» **Action item**:
Copy every line of the data that includes the string "SourceResolver".
(Study material Opens)
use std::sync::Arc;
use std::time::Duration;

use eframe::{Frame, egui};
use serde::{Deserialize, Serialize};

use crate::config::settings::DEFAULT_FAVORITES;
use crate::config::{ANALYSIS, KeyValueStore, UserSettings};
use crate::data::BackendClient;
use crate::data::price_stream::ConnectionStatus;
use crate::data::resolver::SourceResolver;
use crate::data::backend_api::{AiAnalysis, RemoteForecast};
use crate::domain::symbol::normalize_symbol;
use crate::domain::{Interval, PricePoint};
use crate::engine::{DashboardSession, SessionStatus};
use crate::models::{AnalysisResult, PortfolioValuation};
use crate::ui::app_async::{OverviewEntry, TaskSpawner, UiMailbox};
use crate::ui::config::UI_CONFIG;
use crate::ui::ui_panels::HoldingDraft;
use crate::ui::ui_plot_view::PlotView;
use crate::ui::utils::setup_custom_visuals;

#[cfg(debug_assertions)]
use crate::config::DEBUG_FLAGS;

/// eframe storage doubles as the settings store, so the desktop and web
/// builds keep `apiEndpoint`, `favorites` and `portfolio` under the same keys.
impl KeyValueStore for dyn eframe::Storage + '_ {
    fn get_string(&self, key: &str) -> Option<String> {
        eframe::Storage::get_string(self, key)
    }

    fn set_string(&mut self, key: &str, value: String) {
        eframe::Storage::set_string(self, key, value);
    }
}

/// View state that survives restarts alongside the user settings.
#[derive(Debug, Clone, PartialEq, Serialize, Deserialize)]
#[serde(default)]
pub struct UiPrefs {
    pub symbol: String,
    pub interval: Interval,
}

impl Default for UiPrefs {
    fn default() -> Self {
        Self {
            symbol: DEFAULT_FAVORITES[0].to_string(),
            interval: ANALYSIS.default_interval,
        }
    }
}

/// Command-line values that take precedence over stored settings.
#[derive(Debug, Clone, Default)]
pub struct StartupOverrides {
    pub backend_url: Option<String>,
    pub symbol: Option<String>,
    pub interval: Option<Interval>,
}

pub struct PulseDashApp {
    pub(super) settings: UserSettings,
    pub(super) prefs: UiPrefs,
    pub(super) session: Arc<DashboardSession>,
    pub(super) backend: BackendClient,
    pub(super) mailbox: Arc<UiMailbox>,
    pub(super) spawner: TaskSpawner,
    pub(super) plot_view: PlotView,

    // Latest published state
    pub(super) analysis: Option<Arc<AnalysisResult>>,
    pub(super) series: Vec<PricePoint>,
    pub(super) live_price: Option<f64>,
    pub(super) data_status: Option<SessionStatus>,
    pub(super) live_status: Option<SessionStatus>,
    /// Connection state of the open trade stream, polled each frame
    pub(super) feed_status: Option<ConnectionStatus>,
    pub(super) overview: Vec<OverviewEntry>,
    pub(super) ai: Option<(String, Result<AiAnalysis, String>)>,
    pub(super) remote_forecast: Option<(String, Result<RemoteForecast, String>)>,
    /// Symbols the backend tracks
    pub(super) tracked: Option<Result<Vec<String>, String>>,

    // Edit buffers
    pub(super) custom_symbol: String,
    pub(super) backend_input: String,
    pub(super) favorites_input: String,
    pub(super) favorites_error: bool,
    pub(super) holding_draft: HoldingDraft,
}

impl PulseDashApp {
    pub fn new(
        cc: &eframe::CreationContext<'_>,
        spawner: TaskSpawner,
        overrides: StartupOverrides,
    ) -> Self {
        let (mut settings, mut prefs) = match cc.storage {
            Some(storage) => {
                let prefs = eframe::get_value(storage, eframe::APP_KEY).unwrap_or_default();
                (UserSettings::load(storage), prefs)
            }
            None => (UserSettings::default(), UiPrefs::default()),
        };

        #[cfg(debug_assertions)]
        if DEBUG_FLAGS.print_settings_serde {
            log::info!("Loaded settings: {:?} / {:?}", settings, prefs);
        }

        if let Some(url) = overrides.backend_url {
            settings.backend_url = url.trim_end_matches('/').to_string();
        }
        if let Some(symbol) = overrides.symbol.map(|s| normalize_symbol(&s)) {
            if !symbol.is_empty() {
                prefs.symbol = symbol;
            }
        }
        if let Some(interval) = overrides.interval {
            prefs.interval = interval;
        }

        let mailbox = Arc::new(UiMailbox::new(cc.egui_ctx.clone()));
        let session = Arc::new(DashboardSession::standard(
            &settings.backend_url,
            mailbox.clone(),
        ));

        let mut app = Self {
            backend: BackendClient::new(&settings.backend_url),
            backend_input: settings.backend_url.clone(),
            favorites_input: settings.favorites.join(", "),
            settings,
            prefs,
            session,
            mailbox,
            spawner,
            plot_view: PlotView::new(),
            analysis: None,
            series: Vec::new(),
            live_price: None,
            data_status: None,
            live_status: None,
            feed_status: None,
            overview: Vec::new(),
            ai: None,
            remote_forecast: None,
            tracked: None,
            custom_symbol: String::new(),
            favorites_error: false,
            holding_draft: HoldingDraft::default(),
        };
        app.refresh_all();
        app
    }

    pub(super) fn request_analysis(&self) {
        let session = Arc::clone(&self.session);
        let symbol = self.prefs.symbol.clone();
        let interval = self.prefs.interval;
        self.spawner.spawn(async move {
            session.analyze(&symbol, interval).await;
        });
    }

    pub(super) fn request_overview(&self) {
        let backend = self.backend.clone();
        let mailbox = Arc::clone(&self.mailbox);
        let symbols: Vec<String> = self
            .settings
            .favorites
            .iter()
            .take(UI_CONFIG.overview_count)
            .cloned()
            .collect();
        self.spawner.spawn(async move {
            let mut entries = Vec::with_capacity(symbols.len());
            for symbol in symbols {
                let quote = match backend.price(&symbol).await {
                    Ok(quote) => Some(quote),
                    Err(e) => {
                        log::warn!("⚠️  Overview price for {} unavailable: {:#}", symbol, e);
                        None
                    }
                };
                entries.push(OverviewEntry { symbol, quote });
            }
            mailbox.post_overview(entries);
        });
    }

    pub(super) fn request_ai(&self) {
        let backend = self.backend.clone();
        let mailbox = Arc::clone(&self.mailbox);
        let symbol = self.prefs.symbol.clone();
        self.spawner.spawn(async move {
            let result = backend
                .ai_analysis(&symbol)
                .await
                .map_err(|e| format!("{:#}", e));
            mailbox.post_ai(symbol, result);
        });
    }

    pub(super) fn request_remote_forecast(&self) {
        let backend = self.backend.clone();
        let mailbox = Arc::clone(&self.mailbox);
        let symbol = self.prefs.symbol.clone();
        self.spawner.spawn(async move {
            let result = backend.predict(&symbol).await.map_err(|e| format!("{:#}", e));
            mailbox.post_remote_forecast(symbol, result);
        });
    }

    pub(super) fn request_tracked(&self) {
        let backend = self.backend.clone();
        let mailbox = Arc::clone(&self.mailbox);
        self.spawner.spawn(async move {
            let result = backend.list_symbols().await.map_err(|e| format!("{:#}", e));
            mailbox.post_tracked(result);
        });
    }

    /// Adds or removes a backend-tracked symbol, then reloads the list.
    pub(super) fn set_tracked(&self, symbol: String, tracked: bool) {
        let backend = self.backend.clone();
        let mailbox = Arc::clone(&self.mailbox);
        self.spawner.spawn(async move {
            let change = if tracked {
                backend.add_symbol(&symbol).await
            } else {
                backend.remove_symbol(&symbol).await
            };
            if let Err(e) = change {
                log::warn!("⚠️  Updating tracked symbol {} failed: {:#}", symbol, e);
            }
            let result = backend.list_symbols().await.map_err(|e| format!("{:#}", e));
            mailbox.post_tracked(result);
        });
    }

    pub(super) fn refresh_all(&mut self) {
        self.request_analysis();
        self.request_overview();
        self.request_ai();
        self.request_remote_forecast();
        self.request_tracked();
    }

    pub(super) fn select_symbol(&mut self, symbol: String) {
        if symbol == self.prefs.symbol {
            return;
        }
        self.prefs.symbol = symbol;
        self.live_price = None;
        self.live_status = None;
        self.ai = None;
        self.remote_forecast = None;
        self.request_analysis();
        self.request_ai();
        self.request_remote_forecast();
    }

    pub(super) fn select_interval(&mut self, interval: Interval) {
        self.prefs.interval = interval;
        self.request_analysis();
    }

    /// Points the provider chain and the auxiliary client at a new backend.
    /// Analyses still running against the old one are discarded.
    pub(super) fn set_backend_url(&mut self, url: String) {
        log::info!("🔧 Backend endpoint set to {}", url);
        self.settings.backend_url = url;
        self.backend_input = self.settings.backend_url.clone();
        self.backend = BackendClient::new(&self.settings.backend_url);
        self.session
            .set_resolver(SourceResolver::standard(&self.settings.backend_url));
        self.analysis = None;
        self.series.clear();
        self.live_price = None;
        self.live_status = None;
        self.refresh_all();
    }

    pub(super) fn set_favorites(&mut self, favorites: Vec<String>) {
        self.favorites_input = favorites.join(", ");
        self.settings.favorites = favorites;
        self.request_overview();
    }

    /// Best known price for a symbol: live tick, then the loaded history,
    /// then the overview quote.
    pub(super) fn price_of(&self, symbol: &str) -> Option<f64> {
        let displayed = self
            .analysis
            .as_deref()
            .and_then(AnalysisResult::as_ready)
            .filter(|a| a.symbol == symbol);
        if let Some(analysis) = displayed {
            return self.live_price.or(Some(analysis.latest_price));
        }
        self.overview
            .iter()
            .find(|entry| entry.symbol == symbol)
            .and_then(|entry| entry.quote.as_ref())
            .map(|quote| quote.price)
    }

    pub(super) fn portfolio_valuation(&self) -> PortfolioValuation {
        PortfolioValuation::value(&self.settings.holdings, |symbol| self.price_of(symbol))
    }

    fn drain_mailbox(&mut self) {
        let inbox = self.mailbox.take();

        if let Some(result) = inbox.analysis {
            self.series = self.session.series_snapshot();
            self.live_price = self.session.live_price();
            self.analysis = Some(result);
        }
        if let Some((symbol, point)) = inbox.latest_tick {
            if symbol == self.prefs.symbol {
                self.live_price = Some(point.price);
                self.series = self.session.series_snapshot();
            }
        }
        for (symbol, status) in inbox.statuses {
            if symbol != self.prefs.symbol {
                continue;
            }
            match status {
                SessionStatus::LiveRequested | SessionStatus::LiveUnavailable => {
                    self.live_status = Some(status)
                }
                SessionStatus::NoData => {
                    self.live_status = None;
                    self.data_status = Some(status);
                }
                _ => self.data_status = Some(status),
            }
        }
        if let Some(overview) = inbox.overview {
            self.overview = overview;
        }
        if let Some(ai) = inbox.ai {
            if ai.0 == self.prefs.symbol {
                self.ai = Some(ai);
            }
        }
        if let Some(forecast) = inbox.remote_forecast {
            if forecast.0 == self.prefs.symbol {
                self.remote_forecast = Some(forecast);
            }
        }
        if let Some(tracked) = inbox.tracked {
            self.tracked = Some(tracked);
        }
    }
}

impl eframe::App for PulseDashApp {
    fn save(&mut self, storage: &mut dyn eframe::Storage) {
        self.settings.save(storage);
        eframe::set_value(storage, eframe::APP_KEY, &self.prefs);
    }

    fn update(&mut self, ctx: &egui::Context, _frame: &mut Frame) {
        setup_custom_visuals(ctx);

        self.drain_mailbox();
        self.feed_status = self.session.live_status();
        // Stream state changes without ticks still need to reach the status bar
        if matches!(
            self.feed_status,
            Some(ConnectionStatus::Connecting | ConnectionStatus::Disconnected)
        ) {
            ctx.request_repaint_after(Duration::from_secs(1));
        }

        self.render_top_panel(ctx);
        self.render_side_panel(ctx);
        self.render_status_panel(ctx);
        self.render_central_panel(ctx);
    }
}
(Study material Closes)
» **Task solution**:
use crate::data::resolver::SourceResolver;
            .set_resolver(SourceResolver::standard(&self.settings.backend_url));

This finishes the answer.